Some areas are richer in plant life than our example here, others
are even more desolate. The part of the tundra that is being
described is covered with shallow pools of water and low-growing
plants. It ix populated mainly by lemmings, snowy owls, and arctic
foxes. The square meter that we are basing our calculations on
is all above water. When figuring out population densities, one
would have to allow for perhaps 20% to 35% water in calculating
land areas.
The
tundra is a challenging environment, and the short growing season
limits plant growth. The tundra produces only 600 Kilocalories
per square meter per year for the herbivores to eat. Here is
a diagram of the energy available at teach trophic level.
You
can see how much energy per square meter is available at each
trophic level.
Primary Producers: (Plants)
The work of the plants is called the
first trophic level. The total amount of plant tissue produced
represents about 600 Kilocalories per square meter per year.

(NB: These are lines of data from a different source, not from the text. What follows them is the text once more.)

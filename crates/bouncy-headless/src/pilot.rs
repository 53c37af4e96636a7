//! Scripted input source that aims bombs at incoming enemies.

use bouncy_core::{EntityKind, Game, GamePhase, InputCommand};

/// Frames to keep showing the game-over screen before quitting.
const GAME_OVER_LINGER: u32 = 60;

/// Minimum frames between two launches.
const COOLDOWN: u32 = 8;

/// Horizontal slack, in units, when matching an enemy to a crossing point.
const AIM_TOLERANCE: f32 = 6.0;

/// Where and when a launch crosses a given height on its way down.
#[derive(Debug, Clone, Copy, PartialEq)]
pub struct Crossing {
    pub x: f32,
    pub time: f32,
}

/// Solves `y0 + vy*t + g*t²/2 = target_y` for the descending root.
pub fn descending_crossing(
    origin: [f32; 2],
    velocity: [f32; 2],
    gravity_y: f32,
    target_y: f32,
) -> Option<Crossing> {
    let a = gravity_y / 2.0;
    let b = velocity[1];
    let c = origin[1] - target_y;
    if a <= 0.0 {
        return None;
    }
    let disc = b * b - 4.0 * a * c;
    if disc < 0.0 {
        return None;
    }
    let time = (-b + disc.sqrt()) / (2.0 * a);
    if time <= 0.0 {
        return None;
    }
    Some(Crossing {
        x: origin[0] + velocity[0] * time,
        time,
    })
}

/// Fires low bombs at ground enemies and high bombs at air enemies when the
/// enemy will be over the bomb's landing point on arrival.
#[derive(Debug)]
pub struct Autopilot {
    max_frames: u32,
    frame: u32,
    cooldown: u32,
    game_over_frames: u32,
}

impl Autopilot {
    pub fn new(max_frames: u32) -> Self {
        Self {
            max_frames,
            frame: 0,
            cooldown: 0,
            game_over_frames: 0,
        }
    }

    /// Commands for the next frame.
    pub fn commands(&mut self, game: &Game) -> Vec<InputCommand> {
        self.frame += 1;
        self.cooldown = self.cooldown.saturating_sub(1);

        if self.frame >= self.max_frames {
            return vec![InputCommand::Quit];
        }
        if game.phase() == GamePhase::GameOver {
            self.game_over_frames += 1;
            if self.game_over_frames >= GAME_OVER_LINGER {
                return vec![InputCommand::Quit];
            }
            return Vec::new();
        }
        if self.cooldown > 0 {
            return Vec::new();
        }

        let command = self.aim(game);
        if command.is_some() {
            self.cooldown = COOLDOWN;
        }
        command.into_iter().collect()
    }

    fn aim(&self, game: &Game) -> Option<InputCommand> {
        let config = game.config();
        let bomb = &config.bomb;

        for enemy in game.registry().enemies() {
            let Some([x, y]) = game.registry().position(game.world(), enemy.id) else {
                continue;
            };
            let Some([vx, _]) = game.registry().velocity(game.world(), enemy.id) else {
                continue;
            };
            let (launch, command) = match enemy.kind {
                EntityKind::AirEnemy => (bomb.high_launch, InputCommand::LaunchHighBomb),
                _ => (bomb.low_launch, InputCommand::LaunchLowBomb),
            };
            let Some(crossing) =
                descending_crossing(bomb.launch_position, launch, bomb.launch_gravity[1], y)
            else {
                continue;
            };
            let arrival = x + vx * crossing.time;
            if (arrival - crossing.x).abs() < AIM_TOLERANCE {
                tracing::debug!(
                    "[pilot] {:?} aimed at {:?} (x={:.0}, meets at x={:.0})",
                    command,
                    enemy.id,
                    x,
                    crossing.x
                );
                return Some(command);
            }
        }
        None
    }
}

However, some of this material, such as woody stems, may be indigestible.
Edible material includes shoots, small leaves, small flowers,
and starchy tubers in which energy is stored for the next season.
Primary Consumers: (Herbivores)
These are the lemmings. The lemmings
consume the 600 Kilocalories, most of which are burned up in
metabolism. The body has many necessary functions, breathing,
circulating the blood, maintaining the heat of the body, digestion,
repair and growth, eliminating wastes, running around, and reproduction.
This burns up most of the Kilocalories that the animals eat.
Of the food that they eat, about10% is stored as an animal body.
This would be somewhere between (600 * .10 = 60) Kilocalories
that another animal could eat. Of course, the lemming is not
totally digestible -- bones, hair, and teeth may or may not be
digested. The lemmings and other prey animals are the second
trophic level.
Secondary Consumers (Carnivores)
Snowy owls and arctic foxes eat the
lemmings. A snowy owl eats 12 lemmings a day, bones, teeth, fur
and all. Again, most of the calories go to keeping the owl alive
and fueling its metabolism. If some mythical predator were to
eat owls it would get only six Kilocalories per square meter
per year. Snowy owls and foxes can survive on the third trophic level,
but there are no tertiary consumers that eat them.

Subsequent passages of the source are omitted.